▶ To do
Exactly the lines from the one containing "let description = match" through the end of the data below are to be reproduced, and nothing besides them.

▶ Data listing
//! Command-line interface module for deskclean.
//!
//! This module wires configuration, the organizing engine and the output
//! formatter together:
//! - Target selection (explicit path or a home-directory location)
//! - Configuration loading and collision policy overrides
//! - Organizing, dry runs and the category listing

use crate::config::Config;
use crate::file_category::{Category, CategoryRegistry};
use crate::file_organizer::{FileOrganizer, MoveOutcome};
use crate::organizer::{self, EntryStatus, Organizer, Plan, RunReport};
use crate::output::OutputFormatter;
use crate::path_resolver::{CollisionPolicy, PathResolver};
use std::collections::HashMap;
use std::path::{Path, PathBuf};

/// Represents a CLI command to execute.
#[derive(Debug, Clone, Copy, PartialEq, Eq)]
pub enum OrganizeCommand {
    /// Organize the entries of a directory.
    Organize {
        /// If true, report what would happen without changing anything.
        dry_run: bool,
    },
    /// Print every category with its extensions.
    ListCategories,
}

/// Options shared by every command.
#[derive(Debug, Clone, Default)]
pub struct CliOptions {
    /// Explicit configuration file, bypassing the lookup order.
    pub config_path: Option<PathBuf>,
    /// Overrides `collision.on_size_mismatch` from the configuration.
    pub on_conflict: Option<CollisionPolicy>,
    /// Print results as JSON instead of styled text.
    pub json: bool,
}

/// Well-known directories under the user's home.
#[derive(Debug, Clone, Copy, PartialEq, Eq, Default, clap::ValueEnum)]
pub enum Location {
    #[default]
    Desktop,
    Downloads,
}

impl Location {
    fn dir_name(&self) -> &'static str {
        match self {
            Location::Desktop => "Desktop",
            Location::Downloads => "Downloads",
        }
    }

    /// Returns `<home>/Desktop` or `<home>/Downloads`.
    ///
    /// # Errors
    ///
    /// Returns an error if the home directory cannot be determined.
    pub fn resolve(&self) -> Result<PathBuf, String> {
        dirs::home_dir()
            .map(|home| home.join(self.dir_name()))
            .ok_or_else(|| "Could not determine the home directory".to_string())
    }
}

/// Runs the CLI application with the given command and directory path.
///
/// # Examples
///
/// ```no_run
/// use deskclean::cli::{run_cli, OrganizeCommand};
/// use std::path::Path;
///
/// let result = run_cli(OrganizeCommand::Organize { dry_run: false }, Path::new("/path/to/Desktop"));
/// if let Err(e) = result {
///     eprintln!("Error: {}", e);
/// }
/// ```
pub fn run_cli(command: OrganizeCommand, dir_path: &Path) -> Result<(), String> {
    run_cli_with_options(command, dir_path, &CliOptions::default())
}

/// Runs the CLI application with an optional configuration file.
pub fn run_cli_with_config(
    command: OrganizeCommand,
    dir_path: &Path,
    config_path: Option<&Path>,
) -> Result<(), String> {
    let options = CliOptions {
        config_path: config_path.map(Path::to_path_buf),
        ..Default::default()
    };
    run_cli_with_options(command, dir_path, &options)
}

/// Runs the CLI application with full options.
///
/// Fatal problems (unreadable target, bad configuration) come back as `Err`.
/// Entries that fail to move are reported but do not make the run fail.
pub fn run_cli_with_options(
    command: OrganizeCommand,
    dir_path: &Path,
    options: &CliOptions,
) -> Result<(), String> {
    let config = Config::load(options.config_path.as_deref())
        .map_err(|e| format!("Error loading configuration: {}", e))?;
    let registry = config
        .registry()
        .map_err(|e| format!("Error loading configuration: {}", e))?;

    for conflict in registry.conflicts() {
        OutputFormatter::warning(&format!(
            "Extension '{}' is listed under {} and {}; using {}",
            conflict.extension, conflict.kept, conflict.ignored, conflict.kept
        ));
    }

    match command {
        OrganizeCommand::Organize { dry_run } => {
            let policy = options
                .on_conflict
                .unwrap_or(config.collision.on_size_mismatch);
            let filters = config
                .compile_filters()
                .map_err(|e| format!("Error compiling filters: {}", e))?;
            let mover = FileOrganizer::new(PathResolver::new(policy));
            let organizer = Organizer::new(dir_path, &registry, mover, filters);

            if dry_run {
                organize_directory_dry_run(&organizer, dir_path, options.json)
            } else {
                organize_directory(&organizer, dir_path, options.json)
            }
        }
        OrganizeCommand::ListCategories => {
            list_categories(&registry, options.json);
            Ok(())
        }
    }
}

/// Organizes the entries of `base_path` into `CleanedFiles/<Category>/`.
///
/// The listing is read before anything is created, so a missing or
/// unreadable target leaves the filesystem untouched.
fn organize_directory(organizer: &Organizer, base_path: &Path, json: bool) -> Result<(), String> {
    let entries = organizer::read_entries(base_path).map_err(|e| e.to_string())?;
    organizer::prepare_layout(base_path).map_err(|e| e.to_string())?;

    if !json {
        OutputFormatter::info(&format!("Organizing contents of: {}", base_path.display()));
    }

    let total = entries
        .iter()
        .filter(|entry| !Organizer::is_reserved(entry))
        .count();
    let pb = if json {
        indicatif::ProgressBar::hidden()
    } else {
        OutputFormatter::create_progress_bar(total as u64)
    };

    let report = organizer.run(&entries, |entry, status| {
        pb.inc(1);
        if json {
            return;
        }
        pb.suspend(|| match status {
            EntryStatus::Excluded => {
                OutputFormatter::plain(&format!(" - {} (excluded)", entry.name));
            }
            EntryStatus::Done(op) => {
                let relative = op
                    .new_path
                    .strip_prefix(organizer.arranged())
                    .unwrap_or(op.new_path.as_path());
                match op.outcome {
                    MoveOutcome::Moved => OutputFormatter::success(&format!(
                        "{} → {}",
                        entry.name,
                        relative.display()
                    )),
                    MoveOutcome::Renamed => OutputFormatter::success(&format!(
                        "{} → {} (name taken)",
                        entry.name,
                        relative.display()
                    )),
                    MoveOutcome::Replaced => OutputFormatter::warning(&format!(
                        "{} → {} (replaced existing entry of a different size)",
                        entry.name,
                        relative.display()
                    )),
                    MoveOutcome::Skipped => OutputFormatter::warning(&format!(
                        "{} left in place: {} already exists with a different size",
                        entry.name,
                        op.category
                    )),
                }
            }
            EntryStatus::Failed(e) => OutputFormatter::error(&e.to_string()),
        });
    });
    pb.finish_and_clear();

    if json {
        print_json(&report)?;
    } else {
        print_report(&report);
    }
    Ok(())
}

fn print_report(report: &RunReport) {
    let moved = report.moved_count();
    if moved > 0 {
        OutputFormatter::summary_table(&report.counts_by_category(), moved);
    } else {
        OutputFormatter::plain("Nothing to organize.");
    }

    let replaced = report.with_outcome(MoveOutcome::Replaced).count();
    if replaced > 0 {
        OutputFormatter::warning(&format!(
            "{} existing {} replaced. Use --on-conflict rename to keep both copies.",
            replaced,
            if replaced == 1 { "entry was" } else { "entries were" }
        ));
    }

    if !report.failures.is_empty() {
        OutputFormatter::error(&format!(
            "{} {} could not be organized and stayed in place:",
            report.failures.len(),
            if report.failures.len() == 1 { "entry" } else { "entries" }
        ));
        for failure in &report.failures {
            OutputFormatter::error(&format!("  {}: {}", failure.path.display(), failure.reason));
        }
    }

    OutputFormatter::completed();
}

/// Shows where every entry would go without moving or creating anything.
fn organize_directory_dry_run(
    organizer: &Organizer,
    base_path: &Path,
    json: bool,
) -> Result<(), String> {
    let entries = organizer::read_entries(base_path).map_err(|e| e.to_string())?;
    let plan = organizer.plan(&entries);

    if json {
        return print_json(&plan);
    }

    OutputFormatter::dry_run_notice(&format!("Analyzing contents of: {}", base_path.display()));
    print_plan(&plan, organizer.arranged());
    OutputFormatter::success("Dry run complete. No files were modified.");
    OutputFormatter::plain(&format!(
        "Run 'deskclean {}' (without --dry-run) to organize.",
        base_path.display()
    ));
    Ok(())
}

fn print_plan(plan: &Plan, arranged: &Path) {
    if plan.moves.is_empty() && plan.failures.is_empty() {
        OutputFormatter::plain("Nothing to organize.");
        return;
    }

    let mut counts: HashMap<String, usize> = HashMap::new();
    for planned in &plan.moves {
        let name = planned
            .source
            .file_name()
            .map(|n| n.to_string_lossy().to_string())
            .unwrap_or_default();
        let relative = planned
            .destination
            .strip_prefix(arranged)
            .unwrap_or(planned.destination.as_path());

        let note = match planned.outcome {
            MoveOutcome::Moved => String::new(),
            MoveOutcome::Renamed => " (name taken)".to_string(),
            MoveOutcome::Replaced => " (would replace existing entry)".to_string(),
            MoveOutcome::Skipped => " (would be left in place)".to_string(),
        };
        OutputFormatter::plain(&format!(" - {} → {}{}", name, relative.display(), note));

        if planned.outcome != MoveOutcome::Skipped {
            *counts
                .entry(planned.category.dir_name().to_string())
                .or_insert(0) += 1;
        }
    }

    for excluded in &plan.excluded {
        OutputFormatter::plain(&format!(" - {} (excluded)", excluded.display()));
    }
    for failure in &plan.failures {
        OutputFormatter::error(&format!("{}: {}", failure.path.display(), failure.reason));
    }

    let total = counts.values().sum();
    OutputFormatter::summary_table(&counts, total);
}

fn list_categories(registry: &CategoryRegistry, json: bool) {
    if json {
        let listing: Vec<_> = Category::ALL
            .iter()
            .map(|category| {
                serde_json::json!({
                    "category": category.dir_name(),
                    "extensions": registry.extensions_for(*category),
                })
            })
            .collect();
        println!("{}", serde_json::Value::Array(listing));
        return;
    }

    OutputFormatter::header("CATEGORIES");
    for category in Category::ALL {
        let extensions = registry.extensions_for(category);
        let description = match category {
            Category::Folders => "(every sub-directory)".to_string(),
            Category::Others => "(anything else)".to_string(),
            _ => extensions.join(", "),
        };
        OutputFormatter::plain(&format!("{:<13} {}", category.dir_name(), description));
    }
}

fn print_json<T: serde::Serialize>(value: &T) -> Result<(), String> {
    let json = serde_json::to_string_pretty(value)
        .map_err(|e| format!("Could not serialize report: {}", e))?;
    println!("{}", json);
    Ok(())
}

▶ Answer box
        let description = match category {
            Category::Folders => "(every sub-directory)".to_string(),
            Category::Others => "(anything else)".to_string(),
            _ => extensions.join(", "),
        };
        OutputFormatter::plain(&format!("{:<13} {}", category.dir_name(), description));
    }
}

fn print_json<T: serde::Serialize>(value: &T) -> Result<(), String> {
    let json = serde_json::to_string_pretty(value)
        .map_err(|e| format!("Could not serialize report: {}", e))?;
    println!("{}", json);
    Ok(())
}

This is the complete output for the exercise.